The answer must be a single number: the count of lines below that contain the string "CameraSource".

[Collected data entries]
◆ ◆ ◆ ◆

pub mod schema;

use crate::error::AppError;
use async_trait::async_trait;
use photo_gallery::{KeyValueStore, PlatformError};
use rusqlite::{params, Connection, OptionalExtension};
use std::path::Path;

/// Initialisiert die Datenbank mit vollständigem Schema
pub fn init_database(db_path: &Path) -> Result<Connection, AppError> {
    // Sicherstellen dass das Verzeichnis existiert
    if let Some(parent) = db_path.parent() {
        std::fs::create_dir_all(parent)?;
    }

    let conn = Connection::open(db_path)?;
    schema::init_schema(&conn)?;

    Ok(conn)
}

fn to_platform_error(e: rusqlite::Error) -> PlatformError {
    PlatformError::Other(format!("Database error: {}", e))
}

/// [`KeyValueStore`] on top of the `key_value_store` table
pub struct SqliteKeyValueStore {
    conn: Connection,
}

impl SqliteKeyValueStore {
    pub fn new(conn: Connection) -> Self {
        Self { conn }
    }
}

#[async_trait(?Send)]
impl KeyValueStore for SqliteKeyValueStore {
    async fn get(&self, key: &str) -> Result<Option<String>, PlatformError> {
        self.conn
            .query_row(
                "SELECT value FROM key_value_store WHERE key = ?1",
                params![key],
                |row| row.get(0),
            )
            .optional()
            .map_err(to_platform_error)
    }

    async fn set(&self, key: &str, value: &str) -> Result<(), PlatformError> {
        self.conn
            .execute(
                "INSERT INTO key_value_store (key, value) VALUES (?1, ?2)
                 ON CONFLICT(key) DO UPDATE SET value = excluded.value, updated_at = CURRENT_TIMESTAMP",
                params![key, value],
            )
            .map_err(to_platform_error)?;
        log::debug!("Stored {} bytes under '{}'", value.len(), key);
        Ok(())
    }
}
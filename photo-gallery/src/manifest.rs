//! JSON codec for the photo manifest kept in the key-value store.
//!
//! The manifest is an array of `{"filepath": ..., "displayPath": ...}` objects,
//! newest photo first.

use crate::models::Photo;
use crate::service::PhotoGalleryError;

/// Decodes a stored manifest. A missing key or an empty string is an empty gallery.
pub fn decode_manifest(stored: Option<&str>) -> Result<Vec<Photo>, PhotoGalleryError> {
    match stored {
        None => Ok(Vec::new()),
        Some("") => Ok(Vec::new()),
        Some(value) => {
            serde_json::from_str(value).map_err(PhotoGalleryError::PersistedStateCorrupt)
        }
    }
}

pub fn encode_manifest(photos: &[Photo]) -> Result<String, PhotoGalleryError> {
    serde_json::to_string(photos).map_err(|e| PhotoGalleryError::Other(e.to_string()))
}

#[cfg(test)]
mod tests {
    use super::*;

    #[test]
    fn test_manifest_round_trip() {
        let photos = vec![
            Photo::new("a.jpeg"),
            Photo::new("b.jpeg").with_display_path("data:image/jpeg;base64,AAAA"),
        ];
        let encoded = encode_manifest(&photos).unwrap();
        assert_eq!(
            encoded,
            r#"[{"filepath":"a.jpeg"},{"filepath":"b.jpeg","displayPath":"data:image/jpeg;base64,AAAA"}]"#
        );
        assert_eq!(decode_manifest(Some(&encoded)).unwrap(), photos);
    }

    #[test]
    fn test_missing_manifest_is_empty() {
        assert!(decode_manifest(None).unwrap().is_empty());
        assert!(decode_manifest(Some("")).unwrap().is_empty());
    }

    #[test]
    fn test_whitespace_manifest_is_corrupt() {
        let result = decode_manifest(Some("   "));
        assert!(matches!(
            result,
            Err(PhotoGalleryError::PersistedStateCorrupt(_))
        ));
    }

    #[test]
    fn test_corrupt_manifest() {
        let result = decode_manifest(Some("{not json"));
        assert!(matches!(
            result,
            Err(PhotoGalleryError::PersistedStateCorrupt(_))
        ));

        // valid JSON but wrong shape
        let result = decode_manifest(Some(r#"{"filepath":"a.jpeg"}"#));
        assert!(matches!(
            result,
            Err(PhotoGalleryError::PersistedStateCorrupt(_))
        ));
    }
}
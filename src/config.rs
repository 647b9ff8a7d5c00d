use crate::error::AppError;
use photo_gallery::PhotoGalleryConfig;
use serde::{Deserialize, Serialize};
use std::path::{Path, PathBuf};

pub const CONFIG_FILE_NAME: &str = "photo-snap.toml";

/// Which storage strategy the gallery should use
#[derive(Debug, Clone, Copy, PartialEq, Eq, Default, Serialize, Deserialize)]
#[serde(rename_all = "snake_case")]
pub enum RuntimeMode {
    /// Native on Android, browser-style everywhere else
    #[default]
    Auto,
    Native,
    Browser,
}

/// Settings read from `photo-snap.toml`
#[derive(Debug, Clone, PartialEq, Serialize, Deserialize)]
#[serde(default)]
pub struct AppConfig {
    /// Overrides the platform app data directory
    pub data_dir: Option<PathBuf>,
    /// SQLite file (relative to the data directory) holding the key-value store
    pub database_file: String,
    pub manifest_key: String,
    pub runtime: RuntimeMode,
    pub local_file_prefix: String,
    pub surface_persist_errors: bool,
}

impl Default for AppConfig {
    fn default() -> Self {
        let gallery = PhotoGalleryConfig::default();
        Self {
            data_dir: None,
            database_file: "photo-snap.db".to_string(),
            manifest_key: gallery.manifest_key,
            runtime: RuntimeMode::Auto,
            local_file_prefix: gallery.local_file_prefix,
            surface_persist_errors: gallery.surface_persist_errors,
        }
    }
}

impl AppConfig {
    pub fn from_toml(s: &str) -> Result<Self, AppError> {
        Ok(toml::from_str(s)?)
    }

    /// Loads the config file, falling back to defaults when it does not exist
    pub fn load(path: &Path) -> Result<Self, AppError> {
        if !path.exists() {
            log::debug!("No config at {:?}, using defaults", path);
            return Ok(Self::default());
        }
        let content = std::fs::read_to_string(path)?;
        let config = Self::from_toml(&content)?;
        log::info!("Loaded config from {:?}", path);
        Ok(config)
    }

    pub fn gallery_config(&self) -> PhotoGalleryConfig {
        PhotoGalleryConfig {
            manifest_key: self.manifest_key.clone(),
            local_file_prefix: self.local_file_prefix.clone(),
            surface_persist_errors: self.surface_persist_errors,
            ..PhotoGalleryConfig::default()
        }
    }
}
// Camera selection for the app. The device camera comes from photo-gallery's
// picker bridge; an existing image file can stand in for it on any platform.

use async_trait::async_trait;
use photo_gallery::{
    AndroidCameraConfig, Camera, CameraOptions, CameraPhoto, DeviceCamera, PlatformError,
};
use std::path::PathBuf;

/// "Takes" a photo by pointing at an image that already exists on disk
#[derive(Debug, Clone)]
pub struct FileCamera {
    source: PathBuf,
}

impl FileCamera {
    pub fn new(source: impl Into<PathBuf>) -> Self {
        Self {
            source: source.into(),
        }
    }
}

#[async_trait(?Send)]
impl Camera for FileCamera {
    async fn get_photo(&self, _options: &CameraOptions) -> Result<CameraPhoto, PlatformError> {
        let absolute = self.source.canonicalize()?;
        if !absolute.is_file() {
            return Err(PlatformError::NotFound(format!(
                "{} is not a file",
                absolute.display()
            )));
        }

        let path = absolute.to_string_lossy().to_string();
        let format = absolute
            .extension()
            .and_then(|e| e.to_str())
            .map(|s| s.to_ascii_lowercase())
            .unwrap_or_else(|| "jpeg".to_string());

        Ok(CameraPhoto {
            web_path: Some(format!("file://{}", path)),
            path: Some(path),
            format,
        })
    }
}

/// Picks the camera for this run: an explicit file wins over the device camera
pub fn platform_camera(source: Option<PathBuf>, local_file_prefix: &str) -> Box<dyn Camera> {
    match source {
        Some(path) => {
            log::debug!("Using {:?} as camera source", path);
            Box::new(FileCamera::new(path))
        }
        None => Box::new(DeviceCamera::new(
            AndroidCameraConfig::default(),
            local_file_prefix,
        )),
    }
}

#[cfg(test)]
mod tests {
    use super::*;

    #[tokio::test]
    async fn test_file_camera_reports_paths() {
        let dir = tempfile::tempdir().unwrap();
        let image = dir.path().join("Shot.JPG");
        std::fs::write(&image, [0xff, 0xd8]).unwrap();

        let photo = FileCamera::new(&image)
            .get_photo(&CameraOptions::default())
            .await
            .unwrap();
        let path = photo.path.unwrap();
        assert!(path.ends_with("Shot.JPG"));
        assert_eq!(photo.web_path, Some(format!("file://{}", path)));
        assert_eq!(photo.format, "jpg");
    }

    #[tokio::test]
    async fn test_file_camera_missing_source() {
        let dir = tempfile::tempdir().unwrap();
        let result = FileCamera::new(dir.path().join("missing.jpeg"))
            .get_photo(&CameraOptions::default())
            .await;
        assert!(matches!(result, Err(PlatformError::NotFound(_))));
    }
}
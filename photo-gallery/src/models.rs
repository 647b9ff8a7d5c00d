use serde::{Deserialize, Serialize};

/// A single captured photo as stored in the gallery manifest.
///
/// `filepath` is the durable identity of the photo and is never rewritten once
/// assigned. `display_path` is derived data: native runtimes rebuild it from
/// `filepath` on every cold load, browser runtimes keep the value written at
/// capture time.
#[derive(Debug, Clone, Serialize, Deserialize, PartialEq, Eq)]
pub struct Photo {
    pub filepath: String,
    // Older web builds wrote the renderable URI as `webViewPath`
    #[serde(
        rename = "displayPath",
        alias = "webViewPath",
        default,
        skip_serializing_if = "Option::is_none"
    )]
    pub display_path: Option<String>,
}

impl Photo {
    pub fn new(filepath: impl Into<String>) -> Self {
        Self {
            filepath: filepath.into(),
            display_path: None,
        }
    }

    pub fn with_display_path(mut self, display_path: impl Into<String>) -> Self {
        self.display_path = Some(display_path.into());
        self
    }
}

/// Directory scopes understood by the filesystem capability
#[derive(Debug, Clone, Copy, PartialEq, Eq, Serialize, Deserialize)]
#[serde(rename_all = "snake_case")]
pub enum Directory {
    /// Application-private data directory (survives restarts)
    Data,
    /// Cache directory (may be purged by the OS)
    Cache,
}

/// The execution environment the gallery runs in
#[derive(Debug, Clone, Copy, PartialEq, Eq, Serialize, Deserialize)]
#[serde(rename_all = "snake_case")]
pub enum RuntimeKind {
    /// Hybrid/native shell with device filesystem and camera access
    Native,
    /// Plain browser context
    Browser,
}

impl RuntimeKind {
    pub fn from_native_flag(is_native: bool) -> Self {
        if is_native {
            RuntimeKind::Native
        } else {
            RuntimeKind::Browser
        }
    }

    pub fn is_native(self) -> bool {
        self == RuntimeKind::Native
    }
}

/// How the camera should hand back its result
#[derive(Debug, Clone, Copy, PartialEq, Eq)]
pub enum CameraResultType {
    /// A file path plus a web-renderable path (no inline bytes)
    Uri,
    Base64,
    DataUrl,
}

/// Which image source the camera capability should open
#[derive(Debug, Clone, Copy, PartialEq, Eq)]
pub enum CameraSource {
    Prompt,
    /// Rear/primary device camera
    Camera,
    Photos,
}

#[derive(Debug, Clone, PartialEq, Eq)]
pub struct CameraOptions {
    pub result_type: CameraResultType,
    pub source: CameraSource,
    /// JPEG quality, 0-100
    pub quality: u8,
}

impl Default for CameraOptions {
    fn default() -> Self {
        Self {
            result_type: CameraResultType::Uri,
            source: CameraSource::Camera,
            quality: 100,
        }
    }
}

/// Raw result of a camera capture
#[derive(Debug, Clone, Default, PartialEq, Eq)]
pub struct CameraPhoto {
    /// Temporary file path on native runtimes
    pub path: Option<String>,
    /// URI the web view can render directly (blob URI in browsers)
    pub web_path: Option<String>,
    pub format: String,
}

/// Configuration for the gallery service
#[derive(Debug, Clone)]
pub struct PhotoGalleryConfig {
    /// Key under which the manifest is kept in the key-value store
    pub manifest_key: String,
    /// Directory scope captured images are written to
    pub data_directory: Directory,
    /// MIME type used for hydrated data URIs
    pub display_mime: String,
    /// Extension appended to timestamp filenames
    pub file_extension: String,
    /// Prefix the native runtime serves local files under
    pub local_file_prefix: String,
    /// Return manifest write failures to the caller instead of only logging them
    pub surface_persist_errors: bool,
}

impl Default for PhotoGalleryConfig {
    fn default() -> Self {
        Self {
            manifest_key: "photos".to_string(),
            data_directory: Directory::Data,
            display_mime: "image/jpeg".to_string(),
            file_extension: "jpeg".to_string(),
            local_file_prefix: "http://localhost/_app_file_".to_string(),
            surface_persist_errors: false,
        }
    }
}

◆ ◆ ◆ ◆

● PROBLEM SOLUTION: 3